### Task inputs
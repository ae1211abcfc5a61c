use battlefield_core::{Canvas, Drawable, TerrainConfig, TerrainError, TerrainSprite};
use image::Rgb;
use tracing_subscriber::EnvFilter;

// Render one battlefield to battlefield.png.
// Pass a JSON config path as the first argument to override the defaults.
fn main() -> Result<(), TerrainError> {
    tracing_subscriber::fmt()
        .with_env_filter(
            EnvFilter::try_from_default_env().unwrap_or_else(|_| EnvFilter::new("info")),
        )
        .init();

    let cfg = match std::env::args().nth(1) {
        Some(path) => {
            let text = std::fs::read_to_string(&path)
                .map_err(|e| TerrainError::InvalidConfig(format!("{}: {}", path, e)))?;
            TerrainConfig::from_json_str(&text)?
        }
        None => TerrainConfig {
            seed: Some(2025),
            ..Default::default()
        },
    };

    let mut rng = cfg.rng();
    let mut profile = cfg.ridge_terrain()?.generate_ridges(&mut rng)?;
    tracing::info!(
        columns = profile.len(),
        peak = profile.max_height(),
        mountain = profile.mountain_index(),
        "battlefield generated"
    );

    // knock a crater into the tallest ridge to show deformation
    let peak_x = profile.mountain_index() as f32;
    let removed = profile.carve_crater(peak_x, 25);
    tracing::info!(removed, "crater carved at the peak");

    let r = &cfg.ridge;
    let mut canvas = Canvas::new(r.width as u32, r.height, Rgb([80, 134, 193]));
    TerrainSprite::new(&profile).draw(&mut canvas);
    canvas.save("battlefield.png")?;
    tracing::info!("saved battlefield.png");

    // the short column profile, scaled up so each column is a wide bar
    let columns = cfg.column_terrain()?.generate_profile(&mut rng)?;
    let mut canvas = Canvas::new(columns.len() as u32 * 40, 240, Rgb([80, 134, 193]));
    TerrainSprite::new(&columns)
        .with_column_width(40)
        .with_scale(4.0)
        .draw(&mut canvas);
    canvas.save("columns.png")?;
    tracing::info!(heights = ?columns.heights(), "saved columns.png");

    Ok(())
}
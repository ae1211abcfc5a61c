use serde::{Deserialize, Serialize};

use crate::error::{Result, TerrainError};

// Per-column terrain heights for a side-view battlefield
// heights[x] is the ground height (in rows, measured up from the bottom)
// of column x. Exactly one column is the mountain column.
#[derive(Debug, Clone, PartialEq, Eq, Serialize, Deserialize)]
#[serde(try_from = "ProfileParts")]
pub struct HeightProfile {
    heights: Vec<u32>,
    mountain_index: usize,
}

// Unchecked wire form, validated through `HeightProfile::new`
#[derive(Deserialize)]
struct ProfileParts {
    heights: Vec<u32>,
    mountain_index: usize,
}

impl TryFrom<ProfileParts> for HeightProfile {
    type Error = TerrainError;

    fn try_from(parts: ProfileParts) -> Result<Self> {
        Self::new(parts.heights, parts.mountain_index)
    }
}

impl HeightProfile {
    // `mountain_index` must point inside a non-empty `heights`
    pub fn new(heights: Vec<u32>, mountain_index: usize) -> Result<Self> {
        if mountain_index >= heights.len() {
            return Err(TerrainError::InvalidLength {
                length: heights.len(),
                min: mountain_index.saturating_add(1),
            });
        }
        Ok(Self {
            heights,
            mountain_index,
        })
    }

    pub fn len(&self) -> usize {
        self.heights.len()
    }

    pub fn is_empty(&self) -> bool {
        self.heights.is_empty()
    }

    pub fn heights(&self) -> &[u32] {
        &self.heights
    }

    pub fn height_at(&self, x: usize) -> Option<u32> {
        self.heights.get(x).copied()
    }

    pub fn mountain_index(&self) -> usize {
        self.mountain_index
    }

    pub fn max_height(&self) -> u32 {
        self.heights.iter().copied().max().unwrap_or(0)
    }

    // Heights mapped into [0.0, 1.0] (flat terrain maps to 0.0)
    pub fn normalized(&self) -> Vec<f32> {
        let min = self.heights.iter().copied().min().unwrap_or(0) as f32;
        let max = self.max_height() as f32;
        let range = (max - min).max(0.001); // prevent zero-division
        self.heights
            .iter()
            .map(|&h| ((h as f32 - min) / range).clamp(0.0, 1.0))
            .collect()
    }

    // Screen-space hit test: y grows downward from the top of a surface
    // `surface_height` rows tall, so the ground of column x starts at
    // row `surface_height - heights[x]`.
    pub fn collides_with(&self, x: f32, y: f32, surface_height: u32) -> bool {
        if !x.is_finite() || x < 0.0 {
            return false;
        }
        match self.height_at(x as usize) {
            Some(h) => y > surface_height as f32 - h as f32,
            None => false,
        }
    }

    // Remove a circular bite of `radius` centred on column `center_x`.
    // Returns the total height removed across all columns.
    pub fn carve_crater(&mut self, center_x: f32, radius: u32) -> u64 {
        let r = radius as f32;
        let first = (center_x - r).floor() as i64;
        let last = (center_x + r).floor() as i64;
        let mut removed = 0u64;

        for i in first.max(0)..last {
            let Some(h) = self.heights.get_mut(i as usize) else {
                break;
            };
            let dx = center_x - i as f32;
            let depth = (r * r - dx * dx).max(0.0).sqrt() as u32;
            let cut = depth.min(*h);
            *h -= cut;
            removed += cut as u64;
        }

        if removed > 0 {
            tracing::debug!(center_x, radius, removed, "carved crater");
        }
        removed
    }
}
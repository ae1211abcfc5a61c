use rand::SeedableRng;
use rand::rngs::StdRng;
use serde::{Deserialize, Serialize};

use crate::columns::{self, ColumnTerrain};
use crate::error::Result;
use crate::ridge::{self, RidgeTerrain};

#[derive(Debug, Clone, PartialEq, Serialize, Deserialize)]
#[serde(default)]
pub struct ColumnConfig {
    pub width: usize,
    pub peak_base: u32,
    pub mid: u32,
}

impl Default for ColumnConfig {
    fn default() -> Self {
        Self {
            width: columns::DEFAULT_WIDTH,
            peak_base: columns::DEFAULT_PEAK_BASE,
            mid: columns::DEFAULT_MID,
        }
    }
}

#[derive(Debug, Clone, PartialEq, Serialize, Deserialize)]
#[serde(default)]
pub struct RidgeConfig {
    // map size in pixels
    pub width: usize,
    pub height: u32,
    pub sea_level: u32,
    pub mountains: usize,
    pub valleys: usize,
}

impl Default for RidgeConfig {
    fn default() -> Self {
        Self {
            width: ridge::DEFAULT_MAP_WIDTH,
            height: ridge::DEFAULT_MAP_HEIGHT,
            sea_level: ridge::DEFAULT_SEA_LEVEL,
            mountains: ridge::DEFAULT_MOUNTAINS,
            valleys: ridge::DEFAULT_VALLEYS,
        }
    }
}

// Everything needed to rebuild a battlefield.
// A missing seed means every round gets fresh terrain.
#[derive(Debug, Clone, Default, PartialEq, Serialize, Deserialize)]
#[serde(default)]
pub struct TerrainConfig {
    pub seed: Option<u64>,
    pub columns: ColumnConfig,
    pub ridge: RidgeConfig,
}

impl TerrainConfig {
    pub fn from_json_str(text: &str) -> Result<Self> {
        Ok(serde_json::from_str(text)?)
    }

    pub fn to_json_string(&self) -> Result<String> {
        Ok(serde_json::to_string_pretty(self)?)
    }

    pub fn rng(&self) -> StdRng {
        match self.seed {
            Some(seed) => StdRng::seed_from_u64(seed),
            None => StdRng::from_entropy(),
        }
    }

    pub fn column_terrain(&self) -> Result<ColumnTerrain> {
        let c = &self.columns;
        ColumnTerrain::new(c.width, c.peak_base, c.mid)
    }

    pub fn ridge_terrain(&self) -> Result<RidgeTerrain> {
        let r = &self.ridge;
        RidgeTerrain::new(r.width, r.height, r.sea_level, r.mountains, r.valleys)
    }
}
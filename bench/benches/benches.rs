use battlefield_core::{Canvas, ColumnTerrain, Drawable, RidgeTerrain, TerrainSprite};
use criterion::{Criterion, criterion_group, criterion_main};
use image::Rgb;
use rand::SeedableRng;
use rand::rngs::StdRng;

const SEED: u64 = 2025;

fn bench_column_profile(c: &mut Criterion) {
    c.bench_function("ColumnTerrain 11 columns", |b| {
        let terrain = ColumnTerrain::default();
        let mut rng = StdRng::seed_from_u64(SEED);
        b.iter(|| terrain.generate_profile(&mut rng).unwrap())
    });
}

fn bench_ridge_profile(c: &mut Criterion) {
    c.bench_function("RidgeTerrain 1280 columns", |b| {
        let terrain = RidgeTerrain::default();
        let mut rng = StdRng::seed_from_u64(SEED);
        b.iter(|| terrain.generate_ridges(&mut rng).unwrap())
    });
}

fn bench_ridge_with_craters(c: &mut Criterion) {
    c.bench_function("RidgeTerrain + 10 craters", |b| {
        let terrain = RidgeTerrain::default();
        let mut rng = StdRng::seed_from_u64(SEED);
        b.iter(|| {
            let mut profile = terrain.generate_ridges(&mut rng).unwrap();
            for i in 0..10 {
                profile.carve_crater(64.0 + i as f32 * 120.0, 30);
            }
            profile
        })
    });
}

fn bench_ridge_draw(c: &mut Criterion) {
    c.bench_function("RidgeTerrain draw + erase 1280x720", |b| {
        let profile = RidgeTerrain::default()
            .generate_ridges(&mut StdRng::seed_from_u64(SEED))
            .unwrap();
        let sprite = TerrainSprite::new(&profile);
        let mut canvas = Canvas::new(1280, 720, Rgb([80, 134, 193]));
        b.iter(|| {
            sprite.draw(&mut canvas);
            sprite.erase(&mut canvas);
        })
    });
}

criterion_group!(
    terrain_benchmarks,
    bench_column_profile,
    bench_ridge_profile,
    bench_ridge_with_craters,
    bench_ridge_draw
);
criterion_main!(terrain_benchmarks);
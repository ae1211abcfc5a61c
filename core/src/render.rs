use std::path::Path;

use image::{Rgb, RgbImage};
use palette::{Gradient, LinSrgb};

use crate::error::Result;
use crate::profile::HeightProfile;

// Drawing surface handed explicitly to whatever needs to paint.
// Row 0 is the top of the screen.
pub struct Canvas {
    image: RgbImage,
    background: Rgb<u8>,
}

impl Canvas {
    pub fn new(width: u32, height: u32, background: Rgb<u8>) -> Self {
        Self {
            image: RgbImage::from_pixel(width, height, background),
            background,
        }
    }

    pub fn width(&self) -> u32 {
        self.image.width()
    }

    pub fn height(&self) -> u32 {
        self.image.height()
    }

    pub fn background(&self) -> Rgb<u8> {
        self.background
    }

    pub fn pixel(&self, x: u32, y: u32) -> Option<Rgb<u8>> {
        if x < self.width() && y < self.height() {
            Some(*self.image.get_pixel(x, y))
        } else {
            None
        }
    }

    pub fn image(&self) -> &RgbImage {
        &self.image
    }

    // Fill a rectangle, clipped to the canvas
    pub fn fill_rect(&mut self, x: u32, y: u32, w: u32, h: u32, color: Rgb<u8>) {
        let x_end = x.saturating_add(w).min(self.width());
        let y_end = y.saturating_add(h).min(self.height());
        for py in y..y_end {
            for px in x..x_end {
                self.image.put_pixel(px, py, color);
            }
        }
    }

    pub fn clear(&mut self) {
        let bg = self.background;
        for p in self.image.pixels_mut() {
            *p = bg;
        }
    }

    pub fn save(&self, path: impl AsRef<Path>) -> Result<()> {
        self.image.save(path)?;
        Ok(())
    }
}

// Anything that can paint itself onto a canvas and remove itself again
pub trait Drawable {
    fn draw(&self, canvas: &mut Canvas);
    fn erase(&self, canvas: &mut Canvas);
}

// Draws a height profile as filled vertical bars standing on the
// bottom edge of the canvas
pub struct TerrainSprite<'a> {
    profile: &'a HeightProfile,
    column_width: u32,
    scale: f32,
    gradient: Gradient<LinSrgb>,
}

impl<'a> TerrainSprite<'a> {
    pub fn new(profile: &'a HeightProfile) -> Self {
        // dirt to grass to rock to snow
        let gradient = Gradient::with_domain(vec![
            (0.00, LinSrgb::new(0.35, 0.22, 0.10)),
            (0.35, LinSrgb::new(0.10, 0.45, 0.15)),
            (0.75, LinSrgb::new(0.45, 0.42, 0.40)),
            (1.00, LinSrgb::new(1.0, 1.0, 1.0)),
        ]);
        Self {
            profile,
            column_width: 1,
            scale: 1.0,
            gradient,
        }
    }

    pub fn with_column_width(mut self, column_width: u32) -> Self {
        self.column_width = column_width.max(1);
        self
    }

    // vertical pixels per unit of height
    pub fn with_scale(mut self, scale: f32) -> Self {
        self.scale = scale.max(0.0);
        self
    }

    // (x, top row, bar height) for every non-empty column
    fn bars(&self, canvas_height: u32) -> Vec<(u32, u32, u32)> {
        self.profile
            .heights()
            .iter()
            .enumerate()
            .filter_map(|(i, &h)| {
                let bar = ((h as f32 * self.scale).round() as u32).min(canvas_height);
                if bar == 0 {
                    return None;
                }
                Some((i as u32 * self.column_width, canvas_height - bar, bar))
            })
            .collect()
    }
}

impl Drawable for TerrainSprite<'_> {
    fn draw(&self, canvas: &mut Canvas) {
        let shades = self.profile.normalized();
        for (x, top, bar) in self.bars(canvas.height()) {
            let t = shades[(x / self.column_width) as usize];
            let col: LinSrgb = self.gradient.get(t);
            let rgb = col.into_format::<u8>();
            canvas.fill_rect(
                x,
                top,
                self.column_width,
                bar,
                Rgb([rgb.red, rgb.green, rgb.blue]),
            );
        }
    }

    fn erase(&self, canvas: &mut Canvas) {
        let bg = canvas.background();
        for (x, top, bar) in self.bars(canvas.height()) {
            canvas.fill_rect(x, top, self.column_width, bar, bg);
        }
    }
}
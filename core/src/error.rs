use thiserror::Error;

pub type Result<T> = std::result::Result<T, TerrainError>;

#[derive(Error, Debug)]
pub enum TerrainError {
    #[error("profile length {length} is too small (minimum {min})")]
    InvalidLength { length: usize, min: usize },

    #[error("sampling range is inverted or overflows: [{low}, {high}]")]
    InvalidRange { low: i64, high: i64 },

    #[error("invalid terrain configuration: {0}")]
    InvalidConfig(String),

    #[error("failed to parse terrain configuration: {0}")]
    Config(#[from] serde_json::Error),

    #[error("failed to write canvas: {0}")]
    Image(#[from] image::ImageError),
}
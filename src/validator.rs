//! Output validation and retry-feedback generation.
//!
//! The validator judges whether a sandbox result satisfies the original
//! request, using the text generator as an LLM judge. Its availability
//! policy is asymmetric on purpose:
//! - an unreachable or slow judge is treated as *valid* (fail-open), so
//!   infrastructure flakiness never blocks a plausible answer;
//! - an unparseable verdict is treated as *invalid*, because a judge that
//!   answered but made no sense is evidence of a real problem.

use std::time::Duration;

use serde::Deserialize;
use serde_json::Value;
use tracing::debug;

use crate::extract;
use crate::llm::Generator;
use crate::sandbox::SandboxResult;

/// Verdict shape the judge is asked to return.
#[derive(Debug, Deserialize)]
struct Verdict {
    #[serde(default)]
    valid: bool,
    #[serde(default = "unknown_feedback")]
    feedback: String,
}

fn unknown_feedback() -> String {
    "Unknown validation error".to_string()
}

/// Judges sandbox output and produces corrective feedback for retries.
pub struct OutputValidator {
    generator: Generator,
}

impl OutputValidator {
    /// Creates a validator backed by the given generator.
    pub fn new(generator: Generator) -> Self {
        Self { generator }
    }

    /// Judges whether `result` answers the questions.
    ///
    /// Returns `(is_valid, feedback)`; never errors. Execution failures and
    /// unparseable output are rejected without a generator call.
    pub async fn validate(
        &self,
        questions_txt: &str,
        generated_code: &str,
        result: &SandboxResult,
        timeout: Duration,
    ) -> (bool, String) {
        if !result.ok {
            return (
                false,
                format!("Code execution failed with error: {}", result.stderr),
            );
        }

        let answer = match resolve_answer(result) {
            Some(answer) => answer,
            None => {
                return (
                    false,
                    format!(
                        "Code did not produce valid JSON output. Stdout was: {}",
                        preview(&result.stdout, 500)
                    ),
                )
            }
        };

        let prompt = build_validation_prompt(questions_txt, &answer, generated_code);

        let response = match self.generator.generate_text(&prompt, timeout).await {
            Ok(response) => response,
            Err(e) => {
                // Fail open: an indeterminate judge must not block the answer.
                debug!("Validator unavailable, accepting output: {e}");
                return (true, format!("Validator unavailable ({e}); accepting output"));
            }
        };

        match extract::extract_json_value(&response)
            .and_then(|value| serde_json::from_value::<Verdict>(value).ok())
        {
            Some(verdict) => (verdict.valid, verdict.feedback),
            None => (
                false,
                format!(
                    "Could not parse validator verdict. Raw response: {}",
                    preview(&response, 200)
                ),
            ),
        }
    }

    /// Summarizes what went wrong and what the next attempt should change.
    ///
    /// On generator failure or timeout, returns a synthesized fallback
    /// embedding the original failure description rather than erroring.
    pub async fn retry_feedback(
        &self,
        questions_txt: &str,
        previous_code: &str,
        failure: &str,
        result: &SandboxResult,
        timeout: Duration,
    ) -> String {
        let prompt = format!(
            "You are helping debug a Python code generation issue. The previous code failed or produced incorrect output.\n\
             \n\
             ORIGINAL QUESTIONS:\n{questions_txt}\n\
             \n\
             PREVIOUS CODE:\n{previous_code}\n\
             \n\
             ERROR/ISSUE:\n{failure}\n\
             \n\
             STDERR:\n{}\n\
             \n\
             STDOUT:\n{}\n\
             \n\
             Provide specific, actionable feedback for fixing the code:\n\
             1. What went wrong?\n\
             2. How to fix it?\n\
             3. What should the corrected code do differently?\n\
             \n\
             Be concise but specific. Your response will be used to regenerate better code.",
            preview(&result.stderr, 2000),
            preview(&result.stdout, 2000),
        );

        match self.generator.generate_text(&prompt, timeout).await {
            Ok(feedback) => feedback,
            Err(e) => format!("Could not generate feedback ({e}). Original failure: {failure}"),
        }
    }
}

/// Resolves the answer value from a successful sandbox result.
///
/// Prefers the pre-parsed `stdout_json`, falling back to parsing stdout.
pub fn resolve_answer(result: &SandboxResult) -> Option<Value> {
    result
        .stdout_json
        .clone()
        .or_else(|| serde_json::from_str(result.stdout.trim()).ok())
}

fn build_validation_prompt(questions_txt: &str, answer: &Value, generated_code: &str) -> String {
    format!(
        "You are a validator for a data analysis task. Given the user's questions and the generated output,\n\
         determine if the output correctly answers ALL the questions.\n\
         \n\
         USER QUESTIONS:\n{questions_txt}\n\
         \n\
         GENERATED OUTPUT:\n{}\n\
         \n\
         GENERATED CODE:\n{generated_code}\n\
         \n\
         VALIDATION CRITERIA:\n\
         1. Does the output format match what was requested?\n\
         2. Are all questions answered?\n\
         3. Do numeric answers seem reasonable?\n\
         4. For plots, is the base64 data URI format correct and within {max_uri} bytes?\n\
         5. Does the logic in the code appear sound?\n\
         \n\
         Respond with JSON:\n\
         {{\"valid\": true|false, \"feedback\": \"Detailed feedback for the code generator if invalid, or 'Valid' if valid\"}}",
        serde_json::to_string_pretty(answer).unwrap_or_else(|_| answer.to_string()),
        max_uri = crate::images::MAX_DATA_URI_BYTES,
    )
}

/// Truncates a string to at most `max` characters on a char boundary.
fn preview(s: &str, max: usize) -> String {
    if s.chars().count() <= max {
        s.to_string()
    } else {
        let truncated: String = s.chars().take(max).collect();
        format!("{truncated}...")
    }
}
//! Deadline-governed pipeline orchestration.
//!
//! One run per inbound request: extract the expected answer format once,
//! then loop generate -> execute -> validate under a single monotonic
//! deadline clock, retrying with corrective feedback until an answer
//! validates, the attempt budget is spent, or the clock runs out. The run
//! always resolves to a JSON value — a real answer, a degraded
//! (unvalidated) answer, a populated placeholder template, or a structured
//! error object — never an error to the caller.

use std::cmp::min;
use std::collections::BTreeMap;
use std::time::{Duration, Instant};

use serde_json::{json, Value};
use tracing::{debug, info, warn};

use crate::codegen::{CodeGenerator, GenerationTask};
use crate::format::{populate_with_fallback, FormatExtractor};
use crate::llm::Generator;
use crate::logging::RequestLog;
use crate::sandbox::{Sandbox, SandboxResult};
use crate::validator::{resolve_answer, OutputValidator};

use super::config::PipelineConfig;

/// Monotonic deadline clock shared by one pipeline run.
#[derive(Debug, Clone, Copy)]
pub struct Deadline {
    start: Instant,
    total: Duration,
    floor: Duration,
}

impl Deadline {
    /// Starts the clock with a total budget and a reporting floor.
    pub fn start(total: Duration, floor: Duration) -> Self {
        Self {
            start: Instant::now(),
            total,
            floor,
        }
    }

    /// Remaining budget, clamped at the floor.
    ///
    /// The clamp keeps every derived stage timeout positive; the abort
    /// thresholds sit above the floor, so an exhausted clock still
    /// short-circuits the loop.
    pub fn remaining(&self) -> Duration {
        self.total.saturating_sub(self.start.elapsed()).max(self.floor)
    }

    /// Time elapsed since the clock started.
    pub fn elapsed(&self) -> Duration {
        self.start.elapsed()
    }
}

/// The generate/execute/validate pipeline for one service instance.
///
/// Holds only read-only configuration and collaborators; concurrent
/// requests share it freely.
pub struct Pipeline {
    config: PipelineConfig,
    format: FormatExtractor,
    codegen: CodeGenerator,
    validator: OutputValidator,
    sandbox: Sandbox,
}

### What this task involves
All lines above holding the word "Instant" make up the answer; copy each one.

### Solution to this problem
use std::time::{Duration, Instant};
    start: Instant,
            start: Instant::now(),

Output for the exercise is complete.